[Opening Record extracts section]

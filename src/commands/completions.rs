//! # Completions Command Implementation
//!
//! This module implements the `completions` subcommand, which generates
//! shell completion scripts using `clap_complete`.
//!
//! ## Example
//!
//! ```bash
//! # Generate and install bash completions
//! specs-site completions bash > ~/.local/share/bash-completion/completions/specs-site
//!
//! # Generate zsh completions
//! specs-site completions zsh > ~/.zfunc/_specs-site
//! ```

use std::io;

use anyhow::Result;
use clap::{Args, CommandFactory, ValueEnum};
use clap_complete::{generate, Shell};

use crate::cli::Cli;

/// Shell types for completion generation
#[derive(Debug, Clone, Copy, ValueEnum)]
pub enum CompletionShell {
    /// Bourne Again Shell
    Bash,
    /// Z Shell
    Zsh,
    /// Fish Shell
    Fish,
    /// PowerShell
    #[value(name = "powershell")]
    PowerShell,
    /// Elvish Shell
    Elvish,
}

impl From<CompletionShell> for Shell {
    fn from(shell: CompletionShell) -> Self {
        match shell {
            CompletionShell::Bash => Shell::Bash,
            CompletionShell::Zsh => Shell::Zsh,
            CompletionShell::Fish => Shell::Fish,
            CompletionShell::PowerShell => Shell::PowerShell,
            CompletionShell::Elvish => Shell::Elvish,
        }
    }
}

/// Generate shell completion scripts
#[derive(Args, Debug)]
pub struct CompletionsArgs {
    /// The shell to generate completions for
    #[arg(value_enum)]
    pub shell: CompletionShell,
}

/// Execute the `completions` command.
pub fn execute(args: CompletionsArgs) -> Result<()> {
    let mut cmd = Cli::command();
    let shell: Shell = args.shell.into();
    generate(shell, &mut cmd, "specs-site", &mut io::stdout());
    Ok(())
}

[Closing Record extracts section]
[Opening Record extracts section]

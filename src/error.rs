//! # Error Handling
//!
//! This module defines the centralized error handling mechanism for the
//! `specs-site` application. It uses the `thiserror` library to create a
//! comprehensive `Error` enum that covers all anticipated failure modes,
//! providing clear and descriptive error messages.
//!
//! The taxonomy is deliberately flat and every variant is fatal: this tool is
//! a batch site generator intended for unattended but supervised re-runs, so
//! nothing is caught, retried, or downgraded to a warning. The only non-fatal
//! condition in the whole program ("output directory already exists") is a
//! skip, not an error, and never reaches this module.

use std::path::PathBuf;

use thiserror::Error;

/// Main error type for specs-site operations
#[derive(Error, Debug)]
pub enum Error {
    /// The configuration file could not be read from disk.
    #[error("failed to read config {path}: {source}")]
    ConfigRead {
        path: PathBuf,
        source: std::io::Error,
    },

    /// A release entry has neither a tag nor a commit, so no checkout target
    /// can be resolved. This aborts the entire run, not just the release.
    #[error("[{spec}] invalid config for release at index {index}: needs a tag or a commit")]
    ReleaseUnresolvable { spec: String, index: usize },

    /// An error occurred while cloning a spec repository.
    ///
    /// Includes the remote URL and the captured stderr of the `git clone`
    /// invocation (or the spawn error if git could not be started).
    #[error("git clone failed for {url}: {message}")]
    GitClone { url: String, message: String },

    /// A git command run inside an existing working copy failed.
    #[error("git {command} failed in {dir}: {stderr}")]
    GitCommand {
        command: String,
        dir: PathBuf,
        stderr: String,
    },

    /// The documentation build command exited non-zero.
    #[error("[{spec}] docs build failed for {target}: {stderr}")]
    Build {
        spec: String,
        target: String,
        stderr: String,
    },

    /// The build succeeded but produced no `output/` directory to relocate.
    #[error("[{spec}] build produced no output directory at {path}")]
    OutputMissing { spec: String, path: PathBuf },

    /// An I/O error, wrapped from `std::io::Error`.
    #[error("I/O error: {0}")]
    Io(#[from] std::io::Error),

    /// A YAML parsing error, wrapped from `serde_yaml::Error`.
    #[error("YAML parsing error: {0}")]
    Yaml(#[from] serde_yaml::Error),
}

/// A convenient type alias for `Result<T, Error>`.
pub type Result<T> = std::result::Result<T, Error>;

[Closing Record extracts section]

About this exercise = Wherever a line above contains "filename", copy that line.

Result =
filename src/commands/completions.rs
filename src/error.rs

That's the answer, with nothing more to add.